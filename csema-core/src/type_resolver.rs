//! Type structure validation and canonical-form resolution.
//!
//! `TypeResolver` is stateless between calls except for the `resolving` mark
//! each [`AliasTypeDecl`](crate::ast::AliasTypeDecl) carries, which is how
//! [`resolve_canonicals`](TypeResolver::resolve_canonicals) detects a cyclic
//! alias chain without a separate visited set: entering an alias sets the
//! mark, leaving clears it, and re-entering a marked alias is the cycle.

use std::collections::HashSet;

use crate::ast::{Decl, File};
use crate::diagnostic::{codes, Diagnostic, Diagnostics};
use crate::expr_type_analyser::eval_const_int;
use crate::ids::DeclId;
use crate::source::Span;
use crate::types::{BuiltinType, QualType, Type};

pub struct TypeResolver;

impl TypeResolver {
    pub fn new() -> Self {
        Self
    }

    /// Validate a type's structure: descend into pointee/element types, and
    /// for a named-type reference, enforce that a public declaration never
    /// depends on a private one.
    pub fn check_type(
        &self,
        file: &File,
        qt: &QualType,
        enclosing_is_public: bool,
        span: Span,
        diags: &mut Diagnostics,
    ) {
        match &qt.ty {
            Type::Builtin(_) | Type::Error => {}
            Type::Pointer(inner) => self.check_type(file, inner, enclosing_is_public, span, diags),
            Type::Array { element, .. } => {
                self.check_type(file, element, enclosing_is_public, span, diags)
            }
            Type::Function(sig) => {
                self.check_type(file, &sig.ret, enclosing_is_public, span, diags);
                for param in &sig.params {
                    self.check_type(file, &param.ty, enclosing_is_public, param.span, diags);
                }
            }
            Type::Alias(id) | Type::Struct(id) | Type::Enum(id) => {
                self.check_named_reference(file, *id, enclosing_is_public, span, diags);
            }
        }
    }

    fn check_named_reference(
        &self,
        file: &File,
        id: DeclId,
        enclosing_is_public: bool,
        span: Span,
        diags: &mut Diagnostics,
    ) {
        let target = file.decl(id);
        if enclosing_is_public && !target.common().is_public {
            diags.add(Diagnostic::from_code(
                &codes::E0204,
                span,
                format!(
                    "public declaration depends on private type `{}`",
                    target.name()
                ),
            ));
        }
    }

    /// Follow an alias chain to its canonical (non-alias) form, memoising the
    /// result on `qt`. Calling this twice on an already-resolved `qt` is a
    /// no-op: the per-declaration idempotence check happens in the caller
    /// (`resolveVarDecl`-equivalent code), not here, since `QualType` itself
    /// exposes `has_canonical`.
    pub fn resolve_canonicals(
        &self,
        file: &File,
        qt: &QualType,
        span: Span,
        diags: &mut Diagnostics,
    ) -> Type {
        if let Some(cached) = qt.canonical() {
            return cached;
        }
        let canonical = self.expand(file, &qt.ty, span, diags);
        qt.set_canonical(canonical.clone());
        canonical
    }

    fn expand(&self, file: &File, ty: &Type, span: Span, diags: &mut Diagnostics) -> Type {
        match ty {
            Type::Alias(id) => self.expand_alias(file, *id, span, diags),
            Type::Pointer(inner) => {
                let expanded = self.resolve_canonicals(file, inner, span, diags);
                Type::Pointer(Box::new(requalified(inner, expanded)))
            }
            Type::Array {
                element,
                size,
                resolved_size,
            } => {
                let expanded = self.resolve_canonicals(file, element, span, diags);
                Type::Array {
                    element: Box::new(requalified(element, expanded)),
                    size: size.clone(),
                    resolved_size: *resolved_size,
                }
            }
            other => other.clone(),
        }
    }

    fn expand_alias(&self, file: &File, id: DeclId, span: Span, diags: &mut Diagnostics) -> Type {
        let Decl::AliasType(alias) = file.decl(id) else {
            return Type::Error;
        };
        if alias.resolving.get() {
            diags.add(Diagnostic::from_code(
                &codes::E0701,
                span,
                format!(
                    "type alias `{}` refers back to itself through a chain of aliases",
                    alias.common.name
                ),
            ));
            return Type::Error;
        }
        alias.resolving.set(true);
        let canonical = self.resolve_canonicals(file, &alias.target, alias.common.span, diags);
        alias.resolving.set(false);
        canonical
    }

    /// `checkEnumValue`: assign each constant its value (sequential unless
    /// given an explicit initialiser), enforce uniqueness, and report
    /// overflow of the enum's implementation type instead of wrapping.
    pub fn resolve_enum_constants(&self, file: &File, enum_id: DeclId, diags: &mut Diagnostics) {
        let Decl::EnumType(enum_decl) = file.decl(enum_id) else {
            return;
        };
        let impl_type = enum_decl.impl_type;
        let mut next_value: i64 = 0;
        let mut seen = HashSet::new();
        for &const_id in &enum_decl.constants {
            let Decl::EnumConstant(constant) = file.decl(const_id) else {
                continue;
            };
            let value = constant
                .value
                .as_ref()
                .and_then(eval_const_int)
                .unwrap_or(next_value);

            if !fits_builtin_range(impl_type, value) {
                diags.add(Diagnostic::from_code(
                    &codes::E0801,
                    constant.common.span,
                    format!(
                        "enum constant `{}` = {} exceeds the range of {:?}",
                        constant.common.name, value, impl_type
                    ),
                ));
            }
            if !seen.insert(value) {
                diags.add(Diagnostic::from_code(
                    &codes::E0803,
                    constant.common.span,
                    format!(
                        "enum constant `{}` duplicates an earlier value ({})",
                        constant.common.name, value
                    ),
                ));
            }
            constant.resolved_value.set(Some(value));
            next_value = value + 1;
        }
    }
}

fn fits_builtin_range(ty: BuiltinType, value: i64) -> bool {
    match ty {
        BuiltinType::I8 => (i8::MIN as i64..=i8::MAX as i64).contains(&value),
        BuiltinType::U8 => (0..=u8::MAX as i64).contains(&value),
        BuiltinType::I16 => (i16::MIN as i64..=i16::MAX as i64).contains(&value),
        BuiltinType::U16 => (0..=u16::MAX as i64).contains(&value),
        BuiltinType::I32 => (i32::MIN as i64..=i32::MAX as i64).contains(&value),
        BuiltinType::U32 => (0..=u32::MAX as i64).contains(&value),
        BuiltinType::I64 | BuiltinType::U64 => true,
        BuiltinType::Char => (0..=255).contains(&value),
        BuiltinType::Bool => (0..=1).contains(&value),
        BuiltinType::Void | BuiltinType::F32 | BuiltinType::F64 => true,
    }
}

impl Default for TypeResolver {
    fn default() -> Self {
        Self::new()
    }
}

fn requalified(original: &QualType, canonical_ty: Type) -> QualType {
    QualType::new(canonical_ty, original.qualifiers)
}

#[cfg(test)]
mod tests {
    use super::*;
    use crate::ast::{AliasTypeDecl, DeclCommon};
    use crate::types::BuiltinType;
    use std::cell::Cell;

    fn file_with(decls: Vec<Decl>) -> File {
        File {
            name: "t.c2".into(),
            package: "main".into(),
            types: (0..decls.len() as u32).map(DeclId).collect(),
            decls,
            uses: vec![],
            vars: vec![],
            functions: vec![],
            array_values: vec![],
        }
    }

    #[test]
    fn resolving_an_alias_chain_reaches_the_builtin() {
        // type B = i32; type A = B;
        let b = Decl::AliasType(AliasTypeDecl {
            common: DeclCommon::new("B", Span::new(0, 1), false),
            target: QualType::unqualified(Type::Builtin(BuiltinType::I32)),
            resolving: Cell::new(false),
        });
        let a = Decl::AliasType(AliasTypeDecl {
            common: DeclCommon::new("A", Span::new(0, 1), false),
            target: QualType::unqualified(Type::Alias(DeclId(0))),
            resolving: Cell::new(false),
        });
        let file = file_with(vec![b, a]);
        let resolver = TypeResolver::new();
        let mut diags = Diagnostics::new();

        let Decl::AliasType(a_decl) = file.decl(DeclId(1)) else {
            unreachable!()
        };
        let canonical = resolver.resolve_canonicals(&file, &a_decl.target, a_decl.common.span, &mut diags);
        assert_eq!(canonical, Type::Builtin(BuiltinType::I32));
        assert!(!diags.has_errors());
    }

    #[test]
    fn self_referential_alias_is_a_cycle_error() {
        // type A = A;
        let a = Decl::AliasType(AliasTypeDecl {
            common: DeclCommon::new("A", Span::new(0, 1), false),
            target: QualType::unqualified(Type::Alias(DeclId(0))),
            resolving: Cell::new(false),
        });
        let file = file_with(vec![a]);
        let resolver = TypeResolver::new();
        let mut diags = Diagnostics::new();

        let Decl::AliasType(a_decl) = file.decl(DeclId(0)) else {
            unreachable!()
        };
        let canonical = resolver.resolve_canonicals(&file, &a_decl.target, a_decl.common.span, &mut diags);
        assert_eq!(canonical, Type::Error);
        assert_eq!(diags.error_count(), 1);
    }

    #[test]
    fn public_alias_of_a_private_type_is_flagged() {
        // type priv = i32; public type pub = priv;
        let private = Decl::AliasType(AliasTypeDecl {
            common: DeclCommon::new("priv", Span::new(0, 1), false),
            target: QualType::unqualified(Type::Builtin(BuiltinType::I32)),
            resolving: Cell::new(false),
        });
        let public = Decl::AliasType(AliasTypeDecl {
            common: DeclCommon::new("pub", Span::new(10, 13), true),
            target: QualType::unqualified(Type::Alias(DeclId(0))),
            resolving: Cell::new(false),
        });
        let file = file_with(vec![private, public]);
        let resolver = TypeResolver::new();
        let mut diags = Diagnostics::new();

        let Decl::AliasType(public_decl) = file.decl(DeclId(1)) else {
            unreachable!()
        };
        resolver.check_type(&file, &public_decl.target, true, public_decl.common.span, &mut diags);

        assert_eq!(diags.error_count(), 1);
        assert!(diags.iter().any(|d| d.code.as_deref() == Some("E0204") && d.span == Span::new(10, 13)));
    }

    #[test]
    fn resolving_twice_is_idempotent() {
        let qt = QualType::unqualified(Type::Builtin(BuiltinType::I32));
        let file = file_with(vec![]);
        let resolver = TypeResolver::new();
        let mut diags = Diagnostics::new();
        let first = resolver.resolve_canonicals(&file, &qt, Span::new(0, 1), &mut diags);
        let second = resolver.resolve_canonicals(&file, &qt, Span::new(0, 1), &mut diags);
        assert_eq!(first, second);
        assert!(diags.is_empty());
    }

    #[test]
    fn enum_constants_without_initialisers_are_sequential() {
        use crate::ast::{EnumConstantDecl, EnumTypeDecl};

        let c0 = Decl::EnumConstant(EnumConstantDecl {
            common: DeclCommon::new("RED", Span::new(0, 1), false),
            value: None,
            resolved_value: Cell::new(None),
        });
        let c1 = Decl::EnumConstant(EnumConstantDecl {
            common: DeclCommon::new("GREEN", Span::new(0, 1), false),
            value: None,
            resolved_value: Cell::new(None),
        });
        let e = Decl::EnumType(EnumTypeDecl {
            common: DeclCommon::new("Color", Span::new(0, 1), false),
            impl_type: BuiltinType::I32,
            constants: vec![DeclId(0), DeclId(1)],
        });
        let mut file = file_with(vec![c0, c1, e]);
        file.types = vec![DeclId(2)];

        let resolver = TypeResolver::new();
        let mut diags = Diagnostics::new();
        resolver.resolve_enum_constants(&file, DeclId(2), &mut diags);

        assert!(diags.is_empty());
        let Decl::EnumConstant(c0) = file.decl(DeclId(0)) else {
            unreachable!()
        };
        let Decl::EnumConstant(c1) = file.decl(DeclId(1)) else {
            unreachable!()
        };
        assert_eq!(c0.resolved_value.get(), Some(0));
        assert_eq!(c1.resolved_value.get(), Some(1));
    }

    #[test]
    fn duplicate_enum_constant_values_are_flagged() {
        use crate::ast::{EnumConstantDecl, EnumTypeDecl, ExprKind};
        use crate::ast::Expr as AstExpr;

        let zero_expr = AstExpr::new(Span::new(0, 1), ExprKind::IntLiteral(0));
        let c0 = Decl::EnumConstant(EnumConstantDecl {
            common: DeclCommon::new("A", Span::new(0, 1), false),
            value: None,
            resolved_value: Cell::new(None),
        });
        let c1 = Decl::EnumConstant(EnumConstantDecl {
            common: DeclCommon::new("B", Span::new(0, 1), false),
            value: Some(zero_expr),
            resolved_value: Cell::new(None),
        });
        let e = Decl::EnumType(EnumTypeDecl {
            common: DeclCommon::new("Flag", Span::new(0, 1), false),
            impl_type: BuiltinType::I32,
            constants: vec![DeclId(0), DeclId(1)],
        });
        let file = file_with(vec![c0, c1, e]);

        let resolver = TypeResolver::new();
        let mut diags = Diagnostics::new();
        resolver.resolve_enum_constants(&file, DeclId(2), &mut diags);
        assert_eq!(diags.error_count(), 1);
    }
}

**Goal of the exercise**
For the string "expanded", count the matching lines in the listing and give that number by itself.

**Completed task**
4